The latest troubles escalated when an Indian army base in Kashmir was attacked by militants, killing 19, on Sept. 18.
Indian Missile. Image Credit Reddif.com

A new study by a Pakistan think-tank claims India has the capacity to produce between 356 and 492 nuclear bombs. The study, titled “Indian Unsafeguarded Nuclear Program,” comes amid growing hostilities between India and Pakistan, which continues to result in the loss of lives along the boundary dividing the disputed region of Kashmir.

Published on Monday by the Institute of Strategic Studies Islamabad (ISSI) and authored by four nuclear scholars, the study states that previous estimates of India’s nuclear capabilities have been far too conservative.

“A groundbreaking research study reveals that India already has sufficient material and technical capacity to make 356 to 492 nuclear bombs,” read a press release to accompany the study’s release. “This work is in contrast to several earlier studies which took a much more modest view of the Indian nuclear bomb making potential.”

Like Pakistan, India is not party to the United Nation’s Nuclear Non-Proliferation Treaty. And the study asserts that its nuclear program is now the largest of all non-signatories to the 1956 treaty, which has a stated objective of preventing the spread of nuclear weapons.

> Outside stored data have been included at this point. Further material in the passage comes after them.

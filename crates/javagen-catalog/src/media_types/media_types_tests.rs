#![allow(non_snake_case)]

use super::*;
use std::fs;
use tempfile::TempDir;
use test_case::test_case;

// parse_line tests

#[test_case("" ; "empty line")]
#[test_case("   \t  " ; "whitespace only")]
#[test_case("# image/png png" ; "comment")]
#[test_case("  # indented comment" ; "indented comment")]
#[test_case("multipart/mixed" ; "type without extensions")]
#[test_case("  multipart/mixed   " ; "padded type without extensions")]
fn parse_line___skips(line: &str) {
    assert!(parse_line(line).is_none());
}

#[test]
fn parse_line___splits_on_whitespace_runs() {
    let entry = parse_line("  image/jp2 \t\t jp2   jpg2  ").unwrap();

    assert_eq!(entry, CatalogEntry::media_type("image/jp2", ["jp2", "jpg2"]));
}

// Merge tests

#[test]
fn MediaTypeCatalog___merge_str___first_occurrence_wins() {
    let mut catalog = MediaTypeCatalog::new();

    catalog.merge_str("image/jpeg jpeg jpg\n");
    let added = catalog.merge_str("IMAGE/JPEG jfif\nimage/png png\n");

    assert_eq!(added, 1);
    assert_eq!(catalog.len(), 2);
    assert_eq!(catalog.entries()[0].extensions, vec!["jpeg", "jpg"]);
    assert_eq!(catalog.entries()[1].key, "image/png");
}

#[test]
fn MediaTypeCatalog___merge_str___keeps_first_seen_order() {
    let mut catalog = MediaTypeCatalog::new();

    catalog.merge_str("text/plain txt\napplication/json json\naudio/ogg ogg\n");

    let keys: Vec<&str> = catalog.entries().iter().map(|e| e.key.as_str()).collect();
    assert_eq!(keys, vec!["text/plain", "application/json", "audio/ogg"]);
}

#[test]
fn MediaTypeCatalog___contains___ignores_case() {
    let mut catalog = MediaTypeCatalog::new();
    catalog.merge_str("image/SVG+xml svg\n");

    assert!(catalog.contains("image/svg+xml"));
    assert!(!catalog.contains("image/svg"));
}

#[test]
fn MediaTypeCatalog___merge_file___missing___is_not_an_error() {
    let mut catalog = MediaTypeCatalog::new();

    let result = catalog.merge_file(Path::new("/nonexistent/.mime.types")).unwrap();

    assert_eq!(result, None);
    assert!(catalog.is_empty());
}

#[test]
fn MediaTypeCatalog___merge_file___default_wins_over_override() {
    let dir = TempDir::new().unwrap();
    let user_file = dir.path().join(".mime.types");
    fs::write(&user_file, "image/jpeg jfif\nimage/x-custom cst cust\n").unwrap();

    let mut catalog = MediaTypeCatalog::with_defaults(&MediaTypeSource::Bundled).unwrap();
    let before = catalog.len();
    let added = catalog.merge_file(&user_file).unwrap();

    assert_eq!(added, Some(1));
    assert_eq!(catalog.len(), before + 1);
    let jpeg = catalog
        .entries()
        .iter()
        .find(|e| e.key == "image/jpeg")
        .unwrap();
    assert_eq!(jpeg.extensions, vec!["jpeg", "jpg", "jpe"]);
    assert_eq!(catalog.entries().last().unwrap().key, "image/x-custom");
}

// Defaults tests

#[test]
fn MediaTypeCatalog___with_defaults___bundled___has_common_types() {
    let catalog = MediaTypeCatalog::with_defaults(&MediaTypeSource::Bundled).unwrap();

    assert!(catalog.contains("image/jp2"));
    assert!(catalog.contains("image/svg+xml"));
    assert!(catalog.contains("application/json"));
    assert!(!catalog.contains("multipart/mixed"));
}

#[test]
fn MediaTypeCatalog___with_defaults___bundled___never_yields_empty_extensions() {
    let catalog = MediaTypeCatalog::with_defaults(&MediaTypeSource::Bundled).unwrap();

    assert!(catalog.entries().iter().all(|e| !e.extensions.is_empty()));
}

#[test]
fn MediaTypeCatalog___with_defaults___bundled___normalizes_without_collisions() {
    let catalog = MediaTypeCatalog::with_defaults(&MediaTypeSource::Bundled).unwrap();

    let spec = catalog.into_artifact("info.example");

    assert!(spec.identifiers().is_ok());
}

#[test]
fn MediaTypeCatalog___with_defaults___missing_file___is_fatal() {
    let source = MediaTypeSource::File(PathBuf::from("/nonexistent/mime.types"));

    let err = MediaTypeCatalog::with_defaults(&source).unwrap_err();

    assert!(matches!(err, GenError::MissingDefaultMediaTypes(_)));
    assert!(!err.is_recoverable());
}

#[test]
fn MediaTypeCatalog___with_defaults___replacement_file___is_used() {
    let dir = TempDir::new().unwrap();
    let file = dir.path().join("mime.types");
    fs::write(&file, "# custom\napplication/x-thing thg\n").unwrap();

    let catalog = MediaTypeCatalog::with_defaults(&MediaTypeSource::File(file)).unwrap();

    assert_eq!(
        catalog.into_entries(),
        vec![CatalogEntry::media_type("application/x-thing", ["thg"])]
    );
}

#[test]
fn override_paths___starts_with_system_file() {
    let paths = override_paths();

    assert_eq!(paths[0], PathBuf::from(SYSTEM_MIME_TYPES));
}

“The purpose of this study was to provide an understanding of the true history, size, extent and capabilities of the different aspects of the complex Indian nuclear program, which New Delhi has kept outside the International Atomic Energy Agency (IAEA) safeguards,” read the release. “It includes compelling evidence that India has the largest and oldest unsafeguarded nuclear program in the entire developing world and amongst states not party to the Nuclear Non-proliferation Treaty (NPT).”

India officially has between 100 and 120 nuclear warheads, almost identical to the estimate for Pakistan of between 110 and 130, according to the Stockholm International Peace Research Institute (Sipri). It is those nuclear capabilities that have caused particular alarm during the rising tensions between two countries that have already fought three wars, two of them over Kashmir.

The latest troubles escalated when an Indian army base in Kashmir was attacked by militants, killing 19, on Sept. 18. India then claimed it retaliated by carrying out “surgical strikes” on a terrorist stronghold on the Pakistan side of the Line of Control that divides the area into Indian and Pakistani rule.